I thought you said you were leaving?
I had to tuck it behind the seat, in my 308GTB...LOL!
I don't even belong in this thread, "I just happened to stop in here on my way to Australia"
Heck I just noticed, you already ARE in Australia!
Steve, I for one appreciate you keeping those rouge Ferrari concours judges in line. It's always nice to be reminded that when it comes to Italian cars, there was less emphasis placed on factory quality control, so therefore "different" does not necessarily equal "incorrect".
Had they been German cars, on the other hand . . .
So you actually trained all your life to qualify to own a Ferrari? I didn't realize this was necessary. Personally, I just borrowed the money.
The fact that you have experience riding crotch rockets doesn't make you a better Ferrari owner, just a more likely organ donor.
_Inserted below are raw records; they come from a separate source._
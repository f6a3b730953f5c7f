use crate::infra::AppState;
use axum::http::{header, StatusCode};
use axum::response::IntoResponse;
use axum::routing::{get, post};
use axum::{Extension, Json, Router};
use breed_wiki::error::AppError;
use breed_wiki::matching::CandidateIndex;
use breed_wiki::report::MatchReport;
use breed_wiki::sources::{extract_links, is_article_href, WikiLink};
use serde::Deserialize;
use serde_json::json;

/// Link as submitted by a caller; `href` may be site-relative or absolute.
#[derive(Debug, Deserialize)]
pub(crate) struct SubmittedLink {
    pub(crate) text: String,
    pub(crate) href: String,
}

#[derive(Debug, Deserialize)]
pub(crate) struct ResolveRequest {
    pub(crate) breeds: Vec<String>,
    #[serde(default)]
    pub(crate) links: Option<Vec<SubmittedLink>>,
    /// Raw HTML of the breed list page, used when `links` is absent.
    #[serde(default)]
    pub(crate) html: Option<String>,
}

pub(crate) fn api_router() -> Router {
    Router::new()
        .route("/health", get(healthcheck))
        .route("/ready", get(readiness_endpoint))
        .route("/metrics", get(metrics_endpoint))
        .route("/api/v1/breeds/resolve", post(resolve_endpoint))
}

pub(crate) async fn healthcheck() -> Json<serde_json::Value> {
    Json(json!({ "status": "ok" }))
}

pub(crate) async fn readiness_endpoint(Extension(state): Extension<AppState>) -> impl IntoResponse {
    let ready = state.readiness.load(std::sync::atomic::Ordering::Relaxed);
    let status = if ready {
        StatusCode::OK
    } else {
        StatusCode::SERVICE_UNAVAILABLE
    };

    let payload = if ready {
        json!({ "status": "ready" })
    } else {
        json!({ "status": "initializing" })
    };

    (status, Json(payload))
}

pub(crate) async fn metrics_endpoint(Extension(state): Extension<AppState>) -> impl IntoResponse {
    (
        StatusCode::OK,
        [(header::CONTENT_TYPE, "text/plain; version=0.0.4")],
        state.metrics.render(),
    )
}

pub(crate) async fn resolve_endpoint(
    Extension(state): Extension<AppState>,
    Json(payload): Json<ResolveRequest>,
) -> Result<Json<MatchReport>, AppError> {
    let ResolveRequest {
        breeds,
        links,
        html,
    } = payload;

    let links = match (links, html) {
        (Some(links), _) => absolutize(links, &state.wiki_base_url),
        (None, Some(html)) => extract_links(&html, &state.wiki_base_url),
        (None, None) => {
            return Err(AppError::InvalidRequest(
                "either `links` or `html` must be provided".to_string(),
            ))
        }
    };

    let index = CandidateIndex::build(links.iter().map(|link| (&link.text, &link.url)));
    Ok(Json(MatchReport::build(&breeds, &index)))
}

/// Applies the same article filter as page extraction, so callers can post
/// unfiltered link dumps.
fn absolutize(links: Vec<SubmittedLink>, base_url: &str) -> Vec<WikiLink> {
    let base = base_url.trim_end_matches('/');
    links
        .into_iter()
        .filter_map(|link| {
            let url = if is_article_href(&link.href) {
                format!("{base}{}", link.href)
            } else {
                let relative = link.href.strip_prefix(base)?;
                if !is_article_href(relative) {
                    return None;
                }
                link.href
            };
            Some(WikiLink::new(&link.text, url))
        })
        .collect()
}

#[cfg(test)]
mod tests {
    use super::*;
    use axum::body::Body;
    use axum::http::Request;
    use metrics_exporter_prometheus::PrometheusBuilder;
    use std::sync::atomic::AtomicBool;
    use std::sync::Arc;
    use tower::ServiceExt;

    const BASE: &str = "https://en.wikipedia.org";

    fn router(ready: bool) -> Router {
        let state = AppState {
            readiness: Arc::new(AtomicBool::new(ready)),
            metrics: Arc::new(PrometheusBuilder::new().build_recorder().handle()),
            wiki_base_url: Arc::from(BASE),
        };
        api_router().layer(Extension(state))
    }

    async fn post_json(router: Router, body: serde_json::Value) -> (StatusCode, serde_json::Value) {
        let response = router
            .oneshot(
                Request::post("/api/v1/breeds/resolve")
                    .header(header::CONTENT_TYPE, "application/json")
                    .body(Body::from(serde_json::to_vec(&body).unwrap()))
                    .unwrap(),
            )
            .await
            .expect("route executes");
        let status = response.status();
        let bytes = axum::body::to_bytes(response.into_body(), usize::MAX)
            .await
            .expect("body reads");
        (status, serde_json::from_slice(&bytes).expect("json body"))
    }

    #[tokio::test]
    async fn resolve_accepts_link_lists() {
        let (status, body) = post_json(
            router(true),
            json!({
                "breeds": ["Retrievers (Golden)", "Xoloitzcuintli"],
                "links": [
                    { "text": "Golden Retriever", "href": "/wiki/Golden_Retriever" },
                    { "text": "Category", "href": "/wiki/Category:Dog_breeds" },
                ],
            }),
        )
        .await;

        assert_eq!(status, StatusCode::OK);
        assert_eq!(
            body["matches"][0]["wikipedia_url"],
            "https://en.wikipedia.org/wiki/Golden_Retriever"
        );
        assert_eq!(body["matches"][0]["kind"], "exact");
        assert_eq!(body["matches"][0]["article_title"], "Golden_Retriever");
        assert_eq!(body["matches"][1]["kind"], "none");
        assert_eq!(body["summary"]["total"], 2);
    }

    #[tokio::test]
    async fn resolve_extracts_links_from_html() {
        let (status, body) = post_json(
            router(true),
            json!({
                "breeds": ["English Cocker Spaniel"],
                "html": "<p><a href=\"/wiki/Cocker_Spaniel\">Cocker Spaniel</a></p>",
            }),
        )
        .await;

        assert_eq!(status, StatusCode::OK);
        assert_eq!(body["matches"][0]["kind"], "fuzzy");
        assert_eq!(body["matches"][0]["matched_variation"], "cocker spaniel");
    }

    #[tokio::test]
    async fn resolve_requires_a_link_source() {
        let (status, body) = post_json(router(true), json!({ "breeds": ["Beagle"] })).await;
        assert_eq!(status, StatusCode::BAD_REQUEST);
        assert!(body["error"].as_str().unwrap_or_default().contains("links"));
    }

    #[tokio::test]
    async fn readiness_reports_initializing_until_bound() {
        let response = router(false)
            .oneshot(Request::get("/ready").body(Body::empty()).unwrap())
            .await
            .expect("route executes");
        assert_eq!(response.status(), StatusCode::SERVICE_UNAVAILABLE);
    }

    #[test]
    fn absolutize_keeps_absolute_article_urls_and_drops_others() {
        let links = absolutize(
            vec![
                SubmittedLink {
                    text: " Beagle ".to_string(),
                    href: "https://en.wikipedia.org/wiki/Beagle".to_string(),
                },
                SubmittedLink {
                    text: "Elsewhere".to_string(),
                    href: "https://example.org/wiki/Beagle".to_string(),
                },
                SubmittedLink {
                    text: "Puli\n  ".to_string(),
                    href: "/wiki/Puli".to_string(),
                },
            ],
            BASE,
        );

        assert_eq!(
            links,
            vec![
                WikiLink {
                    text: "Beagle".to_string(),
                    url: "https://en.wikipedia.org/wiki/Beagle".to_string(),
                },
                WikiLink {
                    text: "Puli".to_string(),
                    url: "https://en.wikipedia.org/wiki/Puli".to_string(),
                },
            ]
        );
    }
}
Furthermore, calling people "posers" because they embrace and demonstrate the attention to detail required to restore a Ferrari to concours standards is a tad disrespectful and foolish.
Like many people who post in this section, I restored my Ferrari (1969 Dino 246GT) in painstaking detail and felt the journey was a big part of the reward. Finding the right parts and even the right hardware is really rewarding for people who are very detail oriented. Driving those same nuts off the car is equally rewarding for many of those same people.
Finally, while I agree that the rigor of restoring and judging Ferraris is often very subjective and not everyone's cup of tea, it has its place in the passionate world of Ferrari ownership. The fact that you've got seat time on fast motorcycles (or that I've got seat time racing vintage F1 cars), while interesting, does not make either of us more qualified to own a vintage Ferrari. Like it or not, the ability to write a fat check for a vintage Ferrari (and yellow nylocs nuts, whatever your source) counts for a great deal if you want to acquire and maintain one of the cars mentioned in this section.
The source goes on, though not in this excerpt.